The son of the American journalist and spy novelist Robert Littell, Jonathan Littell was born in New York, grew up in France and worked for humanitarian organisations in war zones before writing the book.

"It is absolutely unique," says Michel Déon, the French académicien who defended Littell's book against stiff opposition in the académie.

"There has never been anything like it - not even Tolstoy's War and Peace, which at least had love. This book has not the slightest trace of poetry - it is the worst of humanity, the personification of evil." Max Aue "explains his homosexuality, his hostility to the natural world, where men have children with women.
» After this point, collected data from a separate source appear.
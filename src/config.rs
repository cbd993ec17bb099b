//! Configuration management for the garment overlay application

use crate::{
    constants::{
        DEFAULT_FRONT_OFFSET, DEFAULT_K_FRONT, DEFAULT_K_SIDE, DEFAULT_MIN_CONFIDENCE,
        DEFAULT_NOSE_RATIO_HIGH, DEFAULT_NOSE_RATIO_LOW, DEFAULT_NOSE_VISIBILITY, DEFAULT_PROFILE_WIDTH,
        DEFAULT_SHOULDER_VISIBILITY, DEFAULT_SIDE_OFFSET, DEFAULT_SKEW_COEFFICIENT, DEFAULT_TINT_OPACITY,
    },
    orientation::HeadingSource,
    tint::Color,
    Error, Result,
};
use serde::{Deserialize, Serialize};
use std::path::{Path, PathBuf};

/// Application configuration
#[derive(Debug, Clone, Default, Serialize, Deserialize)]
#[serde(default)]
pub struct Config {
    /// Settings handed to the pose estimator
    pub pose: PoseSourceConfig,

    /// View classification
    pub classifier: ClassifierConfig,

    /// Garment placement
    pub placement: PlacementConfig,

    /// Garment recoloring
    pub tint: TintConfig,

    /// Garment asset files
    pub assets: AssetConfig,

    /// Heading input
    pub orientation: OrientationConfig,

    /// Rendered output
    pub output: OutputConfig,
}

/// Pose estimator knobs; the estimator itself is external
#[derive(Debug, Clone, Serialize, Deserialize)]
#[serde(default)]
pub struct PoseSourceConfig {
    /// Model complexity level (0-2)
    pub model_complexity: u8,

    /// Temporal landmark smoothing inside the estimator
    pub smooth_landmarks: bool,

    /// Minimum detection confidence (0.0-1.0)
    pub min_detection_confidence: f32,

    /// Minimum tracking confidence (0.0-1.0)
    pub min_tracking_confidence: f32,
}

/// How the view label is chosen
#[derive(Debug, Clone, Copy, PartialEq, Eq, Serialize, Deserialize)]
#[serde(rename_all = "lowercase")]
pub enum ClassifierMode {
    /// Landmark geometry only
    Geometry,
    /// Orientation heading only
    Heading,
    /// Geometry, with the heading as fallback when shoulders are not confident
    Auto,
}

/// View classifier thresholds
#[derive(Debug, Clone, Serialize, Deserialize)]
#[serde(default)]
pub struct ClassifierConfig {
    pub mode: ClassifierMode,

    /// Front-facing camera feed; swaps left/right labels
    pub mirrored: bool,

    /// Minimum shoulder visibility
    pub shoulder_visibility: f32,

    /// Normalized shoulder separation below which the body is in profile
    pub profile_width: f32,

    /// Nose visibility below which the body faces away
    pub nose_visibility: f32,

    /// Nose ratio below which the view is Left
    pub nose_ratio_low: f32,

    /// Nose ratio above which the view is Right
    pub nose_ratio_high: f32,

    /// Consecutive agreeing ticks before a new view is committed (1 = none)
    pub debounce_ticks: usize,
}

/// Garment rotation policy, fixed for a session
#[derive(Debug, Clone, Copy, PartialEq, Eq, Serialize, Deserialize)]
#[serde(rename_all = "snake_case")]
pub enum RotationMode {
    /// Always drawn upright
    Upright,
    /// Follows the shoulder line
    ShoulderTilt,
}

/// Transform solver factors
#[derive(Debug, Clone, Serialize, Deserialize)]
#[serde(default)]
pub struct PlacementConfig {
    pub rotation: RotationMode,

    /// Apply perspective shear from the shoulder/hip offset
    pub skew_enabled: bool,

    /// Garment width per pixel of shoulder distance (front/back)
    pub k_front: f32,

    /// Downward center offset as a fraction of scale (front/back)
    pub front_offset: f32,

    /// Garment width per pixel of torso height (left/right)
    pub k_side: f32,

    /// Downward center offset as a fraction of scale (left/right)
    pub side_offset: f32,

    /// Shear per normalized unit of shoulder/hip midpoint offset
    pub skew_coefficient: f32,
}

/// Garment recoloring
#[derive(Debug, Clone, Serialize, Deserialize)]
#[serde(default)]
pub struct TintConfig {
    /// Color drawn without any tinting
    pub neutral_color: Color,

    /// Opacity of the flat color layer (0.0-1.0)
    pub opacity: f32,

    /// Colors offered for selection
    pub palette: Vec<Color>,

    /// Memoize tinted assets per (view, color)
    pub cache: bool,
}

/// Garment asset file locations
#[derive(Debug, Clone, Serialize, Deserialize)]
#[serde(default)]
pub struct AssetConfig {
    pub directory: PathBuf,
    pub front: String,
    pub back: String,
    pub left: String,
    pub right: String,
}

/// Heading input
#[derive(Debug, Clone, Serialize, Deserialize)]
#[serde(default)]
pub struct OrientationConfig {
    /// Preferred source; device access may still fall back to pointer
    pub source: HeadingSource,
}

/// Rendered output
#[derive(Debug, Clone, Serialize, Deserialize)]
#[serde(default)]
pub struct OutputConfig {
    /// Directory for composited frames
    pub directory: PathBuf,

    /// Write every composited frame, not only the final snapshot
    pub write_frames: bool,
}

impl Default for PoseSourceConfig {
    fn default() -> Self {
        Self {
            model_complexity: 1,
            smooth_landmarks: true,
            min_detection_confidence: DEFAULT_MIN_CONFIDENCE,
            min_tracking_confidence: DEFAULT_MIN_CONFIDENCE,
        }
    }
}

impl Default for ClassifierConfig {
    fn default() -> Self {
        Self {
            mode: ClassifierMode::Geometry,
            mirrored: true,
            shoulder_visibility: DEFAULT_SHOULDER_VISIBILITY,
            profile_width: DEFAULT_PROFILE_WIDTH,
            nose_visibility: DEFAULT_NOSE_VISIBILITY,
            nose_ratio_low: DEFAULT_NOSE_RATIO_LOW,
            nose_ratio_high: DEFAULT_NOSE_RATIO_HIGH,
            debounce_ticks: 1,
        }
    }
}

impl Default for PlacementConfig {
    fn default() -> Self {
        Self {
            rotation: RotationMode::Upright,
            skew_enabled: false,
            k_front: DEFAULT_K_FRONT,
            front_offset: DEFAULT_FRONT_OFFSET,
            k_side: DEFAULT_K_SIDE,
            side_offset: DEFAULT_SIDE_OFFSET,
            skew_coefficient: DEFAULT_SKEW_COEFFICIENT,
        }
    }
}

impl Default for TintConfig {
    fn default() -> Self {
        Self {
            neutral_color: Color::WHITE,
            opacity: DEFAULT_TINT_OPACITY,
            palette: vec![
                Color::WHITE,
                Color::new(0x1F, 0x1F, 0x1F),
                Color::new(0xE1, 0x1D, 0x48),
                Color::new(0x25, 0x63, 0xEB),
                Color::new(0x16, 0xA3, 0x4A),
                Color::new(0xF5, 0x9E, 0x0B),
            ],
            cache: true,
        }
    }
}

impl Default for AssetConfig {
    fn default() -> Self {
        Self {
            directory: PathBuf::from("assets"),
            front: "front.png".to_string(),
            back: "back.png".to_string(),
            left: "left.png".to_string(),
            right: "right.png".to_string(),
        }
    }
}

impl Default for OrientationConfig {
    fn default() -> Self {
        Self {
            source: HeadingSource::Pointer,
        }
    }
}

impl Default for OutputConfig {
    fn default() -> Self {
        Self {
            directory: PathBuf::from("output"),
            write_frames: true,
        }
    }
}

impl Config {
    /// Load configuration from a YAML file
    pub fn from_file<P: AsRef<Path>>(path: P) -> Result<Self> {
        let content = std::fs::read_to_string(path)?;

        serde_yaml::from_str(&content).map_err(|e| Error::ConfigError(format!("Failed to parse config: {e}")))
    }

    /// Save configuration to a YAML file
    pub fn to_file<P: AsRef<Path>>(&self, path: P) -> Result<()> {
        let content =
            serde_yaml::to_string(self).map_err(|e| Error::ConfigError(format!("Failed to serialize config: {e}")))?;

        std::fs::write(path, content)?;

        Ok(())
    }

    /// Validate configuration
    pub fn validate(&self) -> Result<()> {
        // Pose estimator knobs
        if self.pose.model_complexity > 2 {
            return Err(Error::ConfigError("Model complexity must be 0, 1 or 2".to_string()));
        }
        for (name, value) in [
            ("Minimum detection confidence", self.pose.min_detection_confidence),
            ("Minimum tracking confidence", self.pose.min_tracking_confidence),
            ("Shoulder visibility", self.classifier.shoulder_visibility),
            ("Nose visibility", self.classifier.nose_visibility),
            ("Tint opacity", self.tint.opacity),
        ] {
            if !(0.0..=1.0).contains(&value) {
                return Err(Error::ConfigError(format!("{name} must be between 0.0 and 1.0")));
            }
        }

        // Classifier geometry
        if self.classifier.profile_width <= 0.0 {
            return Err(Error::ConfigError("Profile width must be greater than 0".to_string()));
        }
        if self.classifier.nose_ratio_low >= self.classifier.nose_ratio_high {
            return Err(Error::ConfigError(
                "Nose ratio low bound must be below the high bound".to_string(),
            ));
        }
        if self.classifier.debounce_ticks == 0 {
            return Err(Error::ConfigError("Debounce ticks must be at least 1".to_string()));
        }

        // Placement factors
        if self.placement.k_front <= 0.0 || self.placement.k_side <= 0.0 {
            return Err(Error::ConfigError("Scale factors must be greater than 0".to_string()));
        }

        // Palette
        if self.tint.palette.is_empty() {
            return Err(Error::ConfigError("Palette must contain at least one color".to_string()));
        }

        Ok(())
    }
}

/// Example configuration file content
pub const EXAMPLE_CONFIG: &str = r##"# Garment Overlay Configuration

# Pose estimator settings
pose:
  model_complexity: 1
  smooth_landmarks: true
  min_detection_confidence: 0.5
  min_tracking_confidence: 0.5

# View classification
classifier:
  mode: "geometry"
  mirrored: true
  shoulder_visibility: 0.5
  profile_width: 0.12
  nose_visibility: 0.3
  nose_ratio_low: 0.3
  nose_ratio_high: 0.7
  debounce_ticks: 1

# Garment placement
placement:
  rotation: "upright"
  skew_enabled: false
  k_front: 2.3
  front_offset: 0.28
  k_side: 1.6
  side_offset: 0.45
  skew_coefficient: 0.5

# Recoloring
tint:
  neutral_color: "#FFFFFF"
  opacity: 0.6
  palette: ["#FFFFFF", "#1F1F1F", "#E11D48", "#2563EB", "#16A34A", "#F59E0B"]
  cache: true

# Garment assets
assets:
  directory: "assets"
  front: "front.png"
  back: "back.png"
  left: "left.png"
  right: "right.png"

# Heading input
orientation:
  source: "pointer"

# Output
output:
  directory: "output"
  write_frames: true
"##;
He has no feeling for the rest of humankind," Déon adds. "It's a relief to finish it. You cannot put it down, and at the same time it's so horrible that there are moments when you have to stop reading."

The novel has created controversy, with critics saying it is wrong to make a Nazi the hero of a novel, however negative the character.

The historian Florent Brayard accused Littell of failing "to respect the implicit pact that each of us makes with himself when he chooses the extermination of the Jews as a subject . . . One must be accurate and treat them with dignity".

Brayard accuses Littell of robbing the Nazis' victims of their dignity, for example using an authentic name when describing the sordid details of a Jewish man's death by hanging. Were Littell not Jewish himself, he might be more severely criticised.

Les Bienveillantes, whose title refers to witches in Greek mythology, has sold more than 280,000 copies in France since publication in August. Gallimard initially printed only 12,000 copies, but has now hired three printing presses working round the clock to keep up with demand. When it ran short of paper to produce the heavy tome, the publisher had to dip into the stock reserved for "Harry Potter".

Littell's British agent, Andrew Nurnberg, sold English language rights to Chatto & Windus in Britain and Harper Collins for the US, reportedly for close to $1 million (€786,287).

Though the Littell phenomenon has dominated literary news here this autumn, he is not the only native English speaker to have won a prize for a best-selling novel written in French. Nancy Huston, who was born in Canada, received the Prix Femina for Lignes de Failles. The Congolese writer Alain Mabanckou, now a US citizen who teaches literature at UCLA, yesterday received the Prix Renaudot for Mémoires de porc-épic.

The Irish writer Nuala O'Faoláin received the Lire-Virgin and Femina 2006 Étranger awards for the French translation of The Story of Chicago May.

The attribution of so many literary prizes to foreigners is "a well-deserved reward to people who have chosen the French language," says Déon. "It's curious," he continued. "At a time when French literature is in decline, France is the country most open to foreign authors."